Extracted data entries:
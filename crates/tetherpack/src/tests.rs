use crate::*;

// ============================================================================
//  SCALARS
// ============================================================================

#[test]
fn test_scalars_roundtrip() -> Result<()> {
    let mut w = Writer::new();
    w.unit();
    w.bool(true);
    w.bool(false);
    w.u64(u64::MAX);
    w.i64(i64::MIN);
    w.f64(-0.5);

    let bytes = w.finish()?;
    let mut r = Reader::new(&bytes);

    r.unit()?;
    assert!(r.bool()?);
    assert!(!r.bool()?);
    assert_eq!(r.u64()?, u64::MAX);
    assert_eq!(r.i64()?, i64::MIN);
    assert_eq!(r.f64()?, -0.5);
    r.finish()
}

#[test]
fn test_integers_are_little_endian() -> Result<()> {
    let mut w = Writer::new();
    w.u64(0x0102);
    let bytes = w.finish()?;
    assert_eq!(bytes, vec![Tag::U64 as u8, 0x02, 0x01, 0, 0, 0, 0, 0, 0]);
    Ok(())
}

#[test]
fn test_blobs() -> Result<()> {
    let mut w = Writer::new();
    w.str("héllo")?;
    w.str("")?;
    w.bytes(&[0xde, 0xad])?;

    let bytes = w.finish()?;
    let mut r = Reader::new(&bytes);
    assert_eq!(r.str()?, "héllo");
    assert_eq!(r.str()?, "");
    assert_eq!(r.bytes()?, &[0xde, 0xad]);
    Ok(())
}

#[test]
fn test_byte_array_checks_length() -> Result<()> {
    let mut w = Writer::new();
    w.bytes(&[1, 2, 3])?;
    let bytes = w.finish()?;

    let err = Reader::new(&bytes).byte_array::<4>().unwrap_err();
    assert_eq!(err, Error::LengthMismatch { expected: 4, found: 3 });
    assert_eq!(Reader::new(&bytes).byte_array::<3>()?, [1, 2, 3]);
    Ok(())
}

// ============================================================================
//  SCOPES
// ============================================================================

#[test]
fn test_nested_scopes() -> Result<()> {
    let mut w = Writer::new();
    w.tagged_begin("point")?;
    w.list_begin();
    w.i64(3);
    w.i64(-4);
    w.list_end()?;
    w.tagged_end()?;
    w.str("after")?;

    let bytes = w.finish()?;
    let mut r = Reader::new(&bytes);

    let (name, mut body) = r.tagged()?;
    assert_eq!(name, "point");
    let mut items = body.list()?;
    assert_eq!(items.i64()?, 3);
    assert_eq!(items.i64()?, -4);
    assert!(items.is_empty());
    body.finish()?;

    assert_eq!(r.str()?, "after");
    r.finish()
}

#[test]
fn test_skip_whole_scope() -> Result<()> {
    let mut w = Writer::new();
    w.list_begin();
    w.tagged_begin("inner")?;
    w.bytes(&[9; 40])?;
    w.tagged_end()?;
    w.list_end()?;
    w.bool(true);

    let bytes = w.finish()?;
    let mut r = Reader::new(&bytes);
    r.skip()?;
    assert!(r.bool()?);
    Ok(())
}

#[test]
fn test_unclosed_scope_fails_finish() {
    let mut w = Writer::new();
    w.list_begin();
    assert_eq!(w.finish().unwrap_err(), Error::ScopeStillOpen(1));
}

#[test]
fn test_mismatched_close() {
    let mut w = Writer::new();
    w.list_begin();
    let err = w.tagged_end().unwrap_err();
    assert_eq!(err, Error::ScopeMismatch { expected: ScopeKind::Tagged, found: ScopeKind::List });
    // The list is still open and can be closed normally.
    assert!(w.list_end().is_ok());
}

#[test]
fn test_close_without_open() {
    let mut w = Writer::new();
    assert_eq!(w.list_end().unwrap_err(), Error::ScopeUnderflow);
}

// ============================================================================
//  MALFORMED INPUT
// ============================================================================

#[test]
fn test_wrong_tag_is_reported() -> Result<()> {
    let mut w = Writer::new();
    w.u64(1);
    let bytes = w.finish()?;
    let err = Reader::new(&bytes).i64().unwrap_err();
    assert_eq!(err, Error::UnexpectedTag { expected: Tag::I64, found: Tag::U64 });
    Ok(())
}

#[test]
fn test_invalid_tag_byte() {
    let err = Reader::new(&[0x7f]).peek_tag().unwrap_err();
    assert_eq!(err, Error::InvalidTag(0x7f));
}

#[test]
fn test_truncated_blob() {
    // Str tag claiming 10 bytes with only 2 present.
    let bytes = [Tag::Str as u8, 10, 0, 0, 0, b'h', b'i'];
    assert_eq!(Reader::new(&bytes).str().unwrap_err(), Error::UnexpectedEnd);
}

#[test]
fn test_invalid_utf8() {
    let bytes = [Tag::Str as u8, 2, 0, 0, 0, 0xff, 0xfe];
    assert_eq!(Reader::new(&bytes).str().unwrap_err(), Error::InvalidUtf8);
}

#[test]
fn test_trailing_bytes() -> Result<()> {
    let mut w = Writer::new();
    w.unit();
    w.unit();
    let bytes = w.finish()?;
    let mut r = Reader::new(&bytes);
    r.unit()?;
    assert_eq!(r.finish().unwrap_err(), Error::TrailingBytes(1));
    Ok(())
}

- _Exercise requirements_: Report, for the data above, every line in which the string "Error" appears.

- _Solution to this task_:
    assert_eq!(err, Error::LengthMismatch { expected: 4, found: 3 });
    assert_eq!(w.finish().unwrap_err(), Error::ScopeStillOpen(1));
    assert_eq!(err, Error::ScopeMismatch { expected: ScopeKind::Tagged, found: ScopeKind::List });
    assert_eq!(w.list_end().unwrap_err(), Error::ScopeUnderflow);
    assert_eq!(err, Error::UnexpectedTag { expected: Tag::I64, found: Tag::U64 });
    assert_eq!(err, Error::InvalidTag(0x7f));
    assert_eq!(Reader::new(&bytes).str().unwrap_err(), Error::UnexpectedEnd);
    assert_eq!(Reader::new(&bytes).str().unwrap_err(), Error::InvalidUtf8);
    assert_eq!(r.finish().unwrap_err(), Error::TrailingBytes(1));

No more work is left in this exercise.